Regenerasi Batik Masa Kini

Regenerasi batik di masa kini bukan mengarah kepada modernisasi kebudayaan batik secara menyeluruh. Namun, regenerasi batik kini lebih memanfaatkan platform untuk dapat mencapai konsumen secara global. Selain itu, masyarakat Indonesia bisa memanfaatkan rasa “guyub” untuk saling membantu, terutama dalam mensosialisasikan batik kepada masyarakat. Mas Didiet memberikan contoh tentang rasa “guyab” masyarakat Indonesia dengan contoh seorang influencer yang ingin menggalang dana dan disambut positif oleh masyarakat dengan ikut ambil bagian dalam memberikan dana. Rasa saling memiliki atau “guyub” ini yang dapat dimanfaatkan diera digital sekarang untuk membantu mengangkat perekonomian perajin batik.

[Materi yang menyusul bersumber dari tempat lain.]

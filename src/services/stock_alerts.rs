// src/services/stock_alerts.rs

// Motor de alertas de reposição: transforma a foto atual do estoque numa
// lista classificada de alerta. Função pura — a mesma coleção de itens (e
// o mesmo instante) produz sempre a mesma lista, na ordem dos itens.
//
// O "dispensar" de um alerta é estado de sessão, nunca atributo do item:
// vive no AlertFeed e zera a cada recomputação.

use std::collections::HashSet;

use chrono::{DateTime, NaiveDate, NaiveTime, Utc};
use serde::Serialize;
use utoipa::ToSchema;

use crate::models::inventory::Item;

const FALLBACK_DAYS_SINCE_ORDER: i64 = 30;

#[derive(Debug, Clone, Copy, PartialEq, Eq, Serialize, ToSchema)]
#[serde(rename_all = "snake_case")]
pub enum Urgency {
    Critical,
    High,
    Medium,
}

#[derive(Debug, Clone, PartialEq, Serialize, ToSchema)]
#[serde(rename_all = "camelCase")]
pub struct Alert {
    pub id: i32,
    pub item_name: String,
    pub current_stock: i64,
    pub min_stock: i64,
    pub supplier: String,
    pub urgency: Urgency,
    pub last_ordered: NaiveDate,
    pub days_since_order: i64,
    // Sugestão de pedido: 2x o estoque mínimo, nunca menos que 10.
    pub suggested_reorder: i64,
}

// Classificação em ordem, primeiro match vence; limites superiores
// inclusivos (quantity == min_stock ainda é medium, não "adequado").
fn classify(quantity: i64, min_stock: i64) -> Option<Urgency> {
    let q = quantity as f64;
    let min = min_stock as f64;

    if quantity == 0 {
        Some(Urgency::Critical)
    } else if q <= min * 0.3 {
        Some(Urgency::Critical)
    } else if q <= min * 0.6 {
        Some(Urgency::High)
    } else if q <= min {
        Some(Urgency::Medium)
    } else {
        None
    }
}

fn default_last_ordered() -> NaiveDate {
    NaiveDate::from_ymd_opt(2024, 1, 1).unwrap_or_default()
}

// Teto de (agora − data do último pedido) em dias, como a tela calculava
// sobre milissegundos; sem data registrada assume 30 dias.
fn days_since_order(now: DateTime<Utc>, last_ordered: Option<NaiveDate>) -> i64 {
    let Some(date) = last_ordered else {
        return FALLBACK_DAYS_SINCE_ORDER;
    };
    let midnight = date.and_time(NaiveTime::MIN).and_utc();
    let secs = (now - midnight).num_seconds();
    if secs <= 0 {
        return 0;
    }
    (secs + 86_399) / 86_400
}

pub fn suggested_reorder_qty(min_stock: i64) -> i64 {
    (min_stock * 2).max(10)
}

// Deriva os alertas da coleção de itens. Itens acima do mínimo são
// omitidos; a ordem de saída preserva a ordem de iteração dos itens.
pub fn compute_alerts(items: &[Item], now: DateTime<Utc>) -> Vec<Alert> {
    items
        .iter()
        .filter_map(|item| {
            let quantity = item.quantity.max(0);
            let min_stock = item.min_stock.max(0);
            let urgency = classify(quantity, min_stock)?;

            let item_name = if item.name.trim().is_empty() {
                "Unknown Item".to_string()
            } else {
                item.name.clone()
            };
            let supplier = item
                .supplier
                .clone()
                .filter(|s| !s.trim().is_empty())
                .unwrap_or_else(|| "Unknown Supplier".to_string());

            Some(Alert {
                id: item.id,
                item_name,
                current_stock: quantity,
                min_stock,
                supplier,
                urgency,
                last_ordered: item.last_ordered.unwrap_or_else(default_last_ordered),
                days_since_order: days_since_order(now, item.last_ordered),
                suggested_reorder: suggested_reorder_qty(min_stock),
            })
        })
        .collect()
}

#[derive(Debug, Clone, Copy, Default, PartialEq, Eq, Serialize, ToSchema)]
pub struct AlertSummary {
    pub critical: usize,
    pub high: usize,
    pub medium: usize,
}

// Visão de sessão sobre os alertas computados. Dispensar um id só esconde
// o alerta desta visão; a próxima recomputação volta com tudo ativo.
#[derive(Debug, Clone)]
pub struct AlertFeed {
    alerts: Vec<Alert>,
    dismissed: HashSet<i32>,
}

impl AlertFeed {
    pub fn new(alerts: Vec<Alert>) -> Self {
        Self { alerts, dismissed: HashSet::new() }
    }

    pub fn dismiss(&mut self, alert_id: i32) {
        self.dismissed.insert(alert_id);
    }

    pub fn dismissed_count(&self) -> usize {
        self.dismissed.len()
    }

    // Alertas não dispensados, na ordem original.
    pub fn active(&self) -> Vec<&Alert> {
        self.alerts
            .iter()
            .filter(|a| !self.dismissed.contains(&a.id))
            .collect()
    }

    // Visão padrão (show_all = false): só critical e high; medium fica
    // escondido até o usuário pedir tudo. A ordem nunca é re-ordenada
    // por urgência.
    pub fn view(&self, show_all: bool) -> Vec<&Alert> {
        self.active()
            .into_iter()
            .filter(|a| show_all || matches!(a.urgency, Urgency::Critical | Urgency::High))
            .collect()
    }

    // Contagens sempre sobre o conjunto ATIVO, não sobre o total bruto.
    pub fn summary(&self) -> AlertSummary {
        let mut summary = AlertSummary::default();
        for alert in self.active() {
            match alert.urgency {
                Urgency::Critical => summary.critical += 1,
                Urgency::High => summary.high += 1,
                Urgency::Medium => summary.medium += 1,
            }
        }
        summary
    }
}

#[cfg(test)]
mod tests {
    use super::*;
    use chrono::TimeZone;

    fn item(id: i32, quantity: i64, min_stock: i64) -> Item {
        let created = Utc.with_ymd_and_hms(2026, 1, 1, 0, 0, 0).unwrap();
        Item {
            id,
            name: format!("Item {}", id),
            category: None,
            company: None,
            supplier: None,
            unit: None,
            quantity,
            min_stock,
            last_ordered: None,
            created_at: created,
            updated_at: created,
        }
    }

    fn now() -> DateTime<Utc> {
        Utc.with_ymd_and_hms(2026, 8, 28, 12, 0, 0).unwrap()
    }

    #[test]
    fn classificacao_de_urgencia_por_faixa() {
        let items = vec![
            item(1, 0, 10),  // zerado
            item(2, 2, 10),  // <= 30%
            item(3, 6, 10),  // <= 60%
            item(4, 9, 10),  // <= mínimo
            item(5, 20, 10), // adequado, omitido
        ];
        let alerts = compute_alerts(&items, now());

        assert_eq!(alerts.len(), 4);
        assert_eq!(
            alerts.iter().map(|a| a.urgency).collect::<Vec<_>>(),
            vec![Urgency::Critical, Urgency::Critical, Urgency::High, Urgency::Medium]
        );
        assert!(alerts.iter().all(|a| a.id != 5));
    }

    #[test]
    fn limite_superior_e_inclusivo() {
        // quantity == min_stock classifica como medium, não "sem alerta"
        let alerts = compute_alerts(&[item(1, 10, 10)], now());
        assert_eq!(alerts.len(), 1);
        assert_eq!(alerts[0].urgency, Urgency::Medium);

        // exatamente 30% ainda é critical, exatamente 60% ainda é high
        let alerts = compute_alerts(&[item(1, 3, 10), item(2, 6, 10)], now());
        assert_eq!(alerts[0].urgency, Urgency::Critical);
        assert_eq!(alerts[1].urgency, Urgency::High);
    }

    #[test]
    fn item_zerado_e_critical_mesmo_sem_minimo() {
        let alerts = compute_alerts(&[item(1, 0, 0)], now());
        assert_eq!(alerts.len(), 1);
        assert_eq!(alerts[0].urgency, Urgency::Critical);
    }

    #[test]
    fn recomputacao_e_idempotente() {
        let items = vec![item(1, 0, 10), item(2, 6, 10), item(3, 9, 10)];
        let a = compute_alerts(&items, now());
        let b = compute_alerts(&items, now());
        assert_eq!(a, b);
    }

    #[test]
    fn fallbacks_de_nome_fornecedor_e_data() {
        let mut faltando = item(7, 1, 10);
        faltando.name = "".into();
        faltando.supplier = Some("  ".into());
        faltando.last_ordered = None;

        let alerts = compute_alerts(&[faltando], now());
        let alert = &alerts[0];
        assert_eq!(alert.item_name, "Unknown Item");
        assert_eq!(alert.supplier, "Unknown Supplier");
        assert_eq!(alert.last_ordered, NaiveDate::from_ymd_opt(2024, 1, 1).unwrap());
        assert_eq!(alert.days_since_order, 30);
    }

    #[test]
    fn dias_desde_o_pedido_arredondam_para_cima() {
        let mut com_data = item(1, 1, 10);
        com_data.last_ordered = NaiveDate::from_ymd_opt(2026, 8, 26);

        // 2 dias e meio atrás -> teto = 3
        let alerts = compute_alerts(&[com_data], now());
        assert_eq!(alerts[0].days_since_order, 3);
    }

    #[test]
    fn sugestao_de_pedido_tem_piso_de_dez() {
        assert_eq!(suggested_reorder_qty(2), 10);
        assert_eq!(suggested_reorder_qty(10), 20);
        let alerts = compute_alerts(&[item(1, 1, 4)], now());
        assert_eq!(alerts[0].suggested_reorder, 10);
    }

    #[test]
    fn dispensar_esconde_da_visao_mas_nao_da_recomputacao() {
        let items = vec![item(1, 0, 10), item(2, 6, 10)];
        let mut feed = AlertFeed::new(compute_alerts(&items, now()));

        feed.dismiss(1);
        assert!(feed.view(true).iter().all(|a| a.id != 1));
        assert_eq!(feed.dismissed_count(), 1);

        // Recomputar do zero ressuscita o alerta dispensado.
        let fresh = compute_alerts(&items, now());
        assert!(fresh.iter().any(|a| a.id == 1));
    }

    #[test]
    fn visao_padrao_esconde_medium() {
        let items = vec![item(1, 0, 10), item(2, 6, 10), item(3, 9, 10)];
        let feed = AlertFeed::new(compute_alerts(&items, now()));

        let padrao = feed.view(false);
        assert_eq!(padrao.len(), 2);
        assert!(padrao.iter().all(|a| a.urgency != Urgency::Medium));

        let completa = feed.view(true);
        assert_eq!(completa.len(), 3);
    }

    #[test]
    fn visao_preserva_a_ordem_original() {
        // medium antes de critical na entrada: a visão completa não reordena
        let items = vec![item(1, 9, 10), item(2, 0, 10), item(3, 6, 10)];
        let feed = AlertFeed::new(compute_alerts(&items, now()));
        let ids: Vec<i32> = feed.view(true).iter().map(|a| a.id).collect();
        assert_eq!(ids, vec![1, 2, 3]);
    }

    #[test]
    fn contagens_usam_o_conjunto_ativo() {
        let items = vec![item(1, 0, 10), item(2, 2, 10), item(3, 6, 10), item(4, 9, 10)];
        let mut feed = AlertFeed::new(compute_alerts(&items, now()));
        assert_eq!(feed.summary(), AlertSummary { critical: 2, high: 1, medium: 1 });

        feed.dismiss(1);
        feed.dismiss(3);
        assert_eq!(feed.summary(), AlertSummary { critical: 1, high: 0, medium: 1 });
    }
}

Bentuk regenerasi juga dapat diwujudkan dalam penggunaan batik sebagai busana sehari-hari. Penyesuaian fashion modern dengan kain batik juga merupakan bentuk regenerasi batik di era modern ini. Target market yang sudah berubah dari masa ke masa juga sebaiknya dapat diikuti oleh para pecinta batik dengan melakukan berbagai inovasi. Beberapa contoh inovasi fashion dengan batik antara lain, cardigan batik t-shirt batik.

Giat regenerasi batik juga dapat dilakukan sejak dini dengan mengenalkan kepada anak-anak lewat kurikulum sekolah. Praktik memasukkan batik ke dalam kurikulum sekolah sendiri sudah dilakukan di sekolah-sekolah di Pulau Jawa. Praktik seperti ini sekiranya dapat terus dilaksanakan agar pemahaman tentang batik bisa terus lestari.

Pendidikan mengenai batik juga dapat digelorakan kembali, terlebih setelah hadirnya Museum Batik Indonesia. Museum dapat menjadi sumber informasi kepada anak muda dan anak-anak lainnya agar informasi tentang batik tidak hanya didapat lewat internet, seperti film atau Youtube, melainkan mereka juga mengerti mengenai sejarah dan ekosistem batik secara menyeluruh.